** Assignment **
The word "struct" may appear in the records below. Report how many lines contain it, and write nothing besides the number.

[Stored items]
---------------

//! The materialized node store.
//!
//! [`ProofState`] is a cache over the ledger: it is built only by applying
//! events in sequence order, and every value in it (timestamps, challenge
//! and lemma ids) comes from those events. Ordered maps keep the
//! serialized form identical across replays.

use std::collections::{BTreeMap, BTreeSet};
use std::ops::Bound;

use af_ledger::LedgerEntry;
use af_types::{
    Challenge, ChallengeId, ChallengeStatus, ClaimHold, EpistemicState, ErrorCode, Event, Lemma,
    LemmaId, Node, NodeId, NodeIdError, NodeType,
};
use chrono::{DateTime, Utc};
use serde::Serialize;
use thiserror::Error;

/// An event that cannot be applied to the current state.
#[derive(Debug, Clone, PartialEq, Eq, Error)]
#[error("cannot apply {event}: {detail}")]
pub struct ApplyError {
    pub event: &'static str,
    pub detail: String,
}

#[derive(Debug, Clone, Default, PartialEq, Eq, Serialize)]
pub struct ProofState {
    conjecture: Option<String>,
    nodes: BTreeMap<NodeId, Node>,
    challenges: BTreeMap<ChallengeId, Challenge>,
    lemmas: BTreeMap<LemmaId, Lemma>,
    /// Reverse dependency index: dependency -> nodes that depend on it.
    dependents: BTreeMap<NodeId, BTreeSet<NodeId>>,
    last_seq: u64,
}

impl ProofState {
    /// Rebuild from scratch by applying `entries` in order.
    pub fn replay<'a>(
        entries: impl IntoIterator<Item = &'a LedgerEntry>,
    ) -> Result<Self, (u64, ApplyError)> {
        let mut state = Self::default();
        for entry in entries {
            state.apply_entry(entry).map_err(|err| (entry.seq, err))?;
        }
        Ok(state)
    }

    pub fn apply_entry(&mut self, entry: &LedgerEntry) -> Result<(), ApplyError> {
        self.apply(&entry.event, entry.timestamp)?;
        self.last_seq = entry.seq;
        Ok(())
    }

    /// Apply one event stamped `at`. Does not advance `last_seq`.
    pub fn apply(&mut self, event: &Event, at: DateTime<Utc>) -> Result<(), ApplyError> {
        let kind = event.event_type();
        match event {
            Event::ProofInitialized { conjecture } => {
                if self.conjecture.is_some() {
                    return Err(fail(kind, "proof already initialized"));
                }
                self.conjecture = Some(conjecture.clone());
            }
            Event::NodeCreated { node } => self.insert_node(kind, node.clone())?,
            Event::DependenciesAdded {
                node_id,
                dependencies,
                validation_deps,
            } => {
                for dep in dependencies.iter().chain(validation_deps) {
                    if !self.nodes.contains_key(dep) {
                        return Err(fail(kind, format!("unknown dependency {dep}")));
                    }
                }
                let node = self.node_mut(kind, node_id)?;
                node.dependencies.extend(dependencies.iter().cloned());
                node.validation_deps.extend(validation_deps.iter().cloned());
                node.refresh_content_hash();
                for dep in dependencies {
                    self.dependents
                        .entry(dep.clone())
                        .or_default()
                        .insert(node_id.clone());
                }
            }
            Event::NodesClaimed {
                node_ids,
                owner,
                role,
                timeout_secs,
            } => {
                for id in node_ids {
                    let node = self.node_mut(kind, id)?;
                    if let Some(holder) = node.claimed_by()
                        && holder != owner.as_str()
                    {
                        return Err(fail(kind, format!("{id} is held by {holder}")));
                    }
                    node.claim = Some(ClaimHold {
                        owner: owner.clone(),
                        role: *role,
                        claimed_at: at,
                        timeout_secs: *timeout_secs,
                    });
                    self.refresh_workflow(id);
                }
            }
            Event::NodesReleased { node_ids, owner } => {
                for id in node_ids {
                    let node = self.node_mut(kind, id)?;
                    if node.claimed_by() != Some(owner.as_str()) {
                        return Err(fail(kind, format!("{id} is not held by {owner}")));
                    }
                    node.claim = None;
                    self.refresh_workflow(id);
                }
            }
            Event::LockReaped { node_id, .. } => {
                self.node_mut(kind, node_id)?.claim = None;
                self.refresh_workflow(node_id);
            }
            Event::NodeValidated { node_id } => {
                self.transition(kind, node_id, EpistemicState::Validated)?;
            }
            Event::NodeAdmitted { node_id } => {
                self.transition(kind, node_id, EpistemicState::Admitted)?;
            }
            Event::NodeRefuted { node_id } => {
                self.transition(kind, node_id, EpistemicState::Refuted)?;
            }
            Event::NodeArchived { node_id } => {
                self.transition(kind, node_id, EpistemicState::Archived)?;
            }
            Event::RefinementRequested { node_id, .. } => {
                self.transition(kind, node_id, EpistemicState::NeedsRefinement)?;
            }
            Event::NodeReopened { node_id } => {
                self.transition(kind, node_id, EpistemicState::Pending)?;
            }
            Event::ChallengeRaised { challenge } => {
                if challenge.id != self.next_challenge_id() {
                    return Err(fail(
                        kind,
                        format!("expected {}, found {}", self.next_challenge_id(), challenge.id),
                    ));
                }
                if !self.nodes.contains_key(&challenge.node_id) {
                    return Err(fail(kind, format!("unknown node {}", challenge.node_id)));
                }
                let node_id = challenge.node_id.clone();
                self.challenges.insert(challenge.id, challenge.clone());
                self.refresh_workflow(&node_id);
            }
            Event::ChallengeResolved {
                challenge_id,
                resolution,
            } => {
                let challenge = self.open_challenge_mut(kind, *challenge_id)?;
                challenge.status = ChallengeStatus::Resolved;
                challenge.resolution = Some(resolution.clone());
                let node_id = challenge.node_id.clone();
                self.refresh_workflow(&node_id);
            }
            Event::ChallengeWithdrawn { challenge_id } => {
                let challenge = self.open_challenge_mut(kind, *challenge_id)?;
                challenge.status = ChallengeStatus::Withdrawn;
                let node_id = challenge.node_id.clone();
                self.refresh_workflow(&node_id);
            }
            Event::TaintRecomputed { node_id, taint } => {
                self.node_mut(kind, node_id)?.taint_state = *taint;
            }
            Event::LemmaExtracted { lemma } => {
                if lemma.id != self.next_lemma_id() {
                    return Err(fail(
                        kind,
                        format!("expected {}, found {}", self.next_lemma_id(), lemma.id),
                    ));
                }
                if !self.nodes.contains_key(&lemma.source) {
                    return Err(fail(kind, format!("unknown node {}", lemma.source)));
                }
                self.lemmas.insert(lemma.id, lemma.clone());
            }
        }
        Ok(())
    }

    fn insert_node(&mut self, kind: &'static str, node: Node) -> Result<(), ApplyError> {
        if self.nodes.contains_key(&node.id) {
            return Err(fail(kind, format!("node {} already exists", node.id)));
        }
        match node.id.parent() {
            Some(parent) if !self.nodes.contains_key(&parent) => {
                return Err(fail(kind, format!("parent {parent} of {} is missing", node.id)));
            }
            None if node.node_type != NodeType::Claim => {
                return Err(fail(kind, "root must be a claim"));
            }
            _ => {}
        }
        for dep in &node.dependencies {
            if !self.nodes.contains_key(dep) {
                return Err(fail(kind, format!("unknown dependency {dep}")));
            }
            self.dependents
                .entry(dep.clone())
                .or_default()
                .insert(node.id.clone());
        }
        let id = node.id.clone();
        self.nodes.insert(id.clone(), node);
        self.refresh_workflow(&id);
        Ok(())
    }

    fn transition(
        &mut self,
        kind: &'static str,
        id: &NodeId,
        next: EpistemicState,
    ) -> Result<(), ApplyError> {
        let node = self.node_mut(kind, id)?;
        if !node.epistemic_state.can_transition_to(next) {
            return Err(fail(
                kind,
                format!("{id} cannot move from {} to {next}", node.epistemic_state),
            ));
        }
        node.epistemic_state = next;
        Ok(())
    }

    fn node_mut(&mut self, kind: &'static str, id: &NodeId) -> Result<&mut Node, ApplyError> {
        self.nodes
            .get_mut(id)
            .ok_or_else(|| fail(kind, format!("unknown node {id}")))
    }

    fn open_challenge_mut(
        &mut self,
        kind: &'static str,
        id: ChallengeId,
    ) -> Result<&mut Challenge, ApplyError> {
        self.challenges
            .get_mut(&id)
            .filter(|challenge| challenge.is_open())
            .ok_or_else(|| fail(kind, format!("no open challenge {id}")))
    }

    fn refresh_workflow(&mut self, id: &NodeId) {
        let blocking = self.open_blocking_count(id);
        if let Some(node) = self.nodes.get_mut(id) {
            node.refresh_workflow(blocking);
        }
    }

    // ------------------------------------------------------------------
    // Queries
    // ------------------------------------------------------------------

    #[must_use]
    pub fn conjecture(&self) -> Option<&str> {
        self.conjecture.as_deref()
    }

    #[must_use]
    pub fn last_seq(&self) -> u64 {
        self.last_seq
    }

    pub(crate) fn set_last_seq(&mut self, seq: u64) {
        self.last_seq = seq;
    }

    #[must_use]
    pub fn node(&self, id: &NodeId) -> Option<&Node> {
        self.nodes.get(id)
    }

    /// The node, or `INVALID_TARGET` when it does not exist.
    pub(crate) fn require(&self, id: &NodeId) -> crate::Result<&Node> {
        self.nodes
            .get(id)
            .ok_or_else(|| crate::Error::rejected(ErrorCode::InvalidTarget, format!("no node {id}")))
    }

    #[must_use]
    pub fn contains(&self, id: &NodeId) -> bool {
        self.nodes.contains_key(id)
    }

    /// All nodes in id order.
    pub fn nodes(&self) -> impl Iterator<Item = &Node> {
        self.nodes.values()
    }

    #[must_use]
    pub fn node_count(&self) -> usize {
        self.nodes.len()
    }

    /// Direct children of `id` in id order, archived ones included.
    ///
    /// Descendants of a node sort contiguously right after it, so this is a
    /// range scan rather than a full pass.
    pub fn children<'a>(&'a self, id: &'a NodeId) -> impl Iterator<Item = &'a Node> + 'a {
        self.nodes
            .range::<NodeId, _>((Bound::Excluded(id), Bound::Unbounded))
            .take_while(move |(child, _)| id.is_ancestor_of(child))
            .filter(move |(child, _)| id.is_parent_of(child))
            .map(|(_, node)| node)
    }

    pub fn live_children<'a>(&'a self, id: &'a NodeId) -> impl Iterator<Item = &'a Node> + 'a {
        self.children(id).filter(|node| !node.is_archived())
    }

    #[must_use]
    pub fn is_leaf(&self, id: &NodeId) -> bool {
        self.live_children(id).next().is_none()
    }

    /// Every non-archived child is validated or admitted.
    #[must_use]
    pub fn all_children_accepted(&self, id: &NodeId) -> bool {
        self.live_children(id)
            .all(|child| child.epistemic_state.is_accepted())
    }

    /// The id the next child of `parent` will receive. Ids are never
    /// reused, so archived children still count.
    pub fn next_child_id(&self, parent: &NodeId) -> Result<NodeId, NodeIdError> {
        let next = self
            .children(parent)
            .map(|child| child.id.last_segment())
            .max()
            .map_or(1, |last| last.saturating_add(1));
        parent.child(next)
    }

    /// Local assumptions opened among `parent`'s live children and not yet
    /// discharged by a live sibling.
    #[must_use]
    pub fn open_assumptions_at(&self, parent: &NodeId) -> BTreeSet<NodeId> {
        let mut open = BTreeSet::new();
        let mut closed = BTreeSet::new();
        for child in self.live_children(parent) {
            match child.node_type {
                NodeType::LocalAssume => {
                    open.insert(child.id.clone());
                }
                NodeType::LocalDischarge => {
                    closed.extend(child.discharges.iter().cloned());
                }
                _ => {}
            }
        }
        open.retain(|id| !closed.contains(id));
        open
    }

    /// Nodes that list `id` as a dependency.
    pub fn dependents(&self, id: &NodeId) -> impl Iterator<Item = &NodeId> {
        self.dependents.get(id).into_iter().flatten()
    }

    #[must_use]
    pub fn challenge(&self, id: ChallengeId) -> Option<&Challenge> {
        self.challenges.get(&id)
    }

    pub fn challenges(&self) -> impl Iterator<Item = &Challenge> {
        self.challenges.values()
    }

    pub fn challenges_on<'a>(&'a self, id: &'a NodeId) -> impl Iterator<Item = &'a Challenge> {
        self.challenges
            .values()
            .filter(move |challenge| &challenge.node_id == id)
    }

    pub fn open_challenges_on<'a>(
        &'a self,
        id: &'a NodeId,
    ) -> impl Iterator<Item = &'a Challenge> {
        self.challenges_on(id).filter(|challenge| challenge.is_open())
    }

    #[must_use]
    pub fn open_blocking_count(&self, id: &NodeId) -> usize {
        self.challenges_on(id)
            .filter(|challenge| challenge.blocks())
            .count()
    }

    #[must_use]
    pub fn next_challenge_id(&self) -> ChallengeId {
        ChallengeId::new(self.challenges.len() as u64 + 1)
    }

    pub fn lemmas(&self) -> impl Iterator<Item = &Lemma> {
        self.lemmas.values()
    }

    #[must_use]
    pub fn lemma_for(&self, source: &NodeId) -> Option<&Lemma> {
        self.lemmas.values().find(|lemma| &lemma.source == source)
    }

    #[must_use]
    pub fn next_lemma_id(&self) -> LemmaId {
        LemmaId::new(self.lemmas.len() as u64 + 1)
    }
}

fn fail(event: &'static str, detail: impl Into<String>) -> ApplyError {
    ApplyError {
        event,
        detail: detail.into(),
    }
}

---------------

** Solution below **
2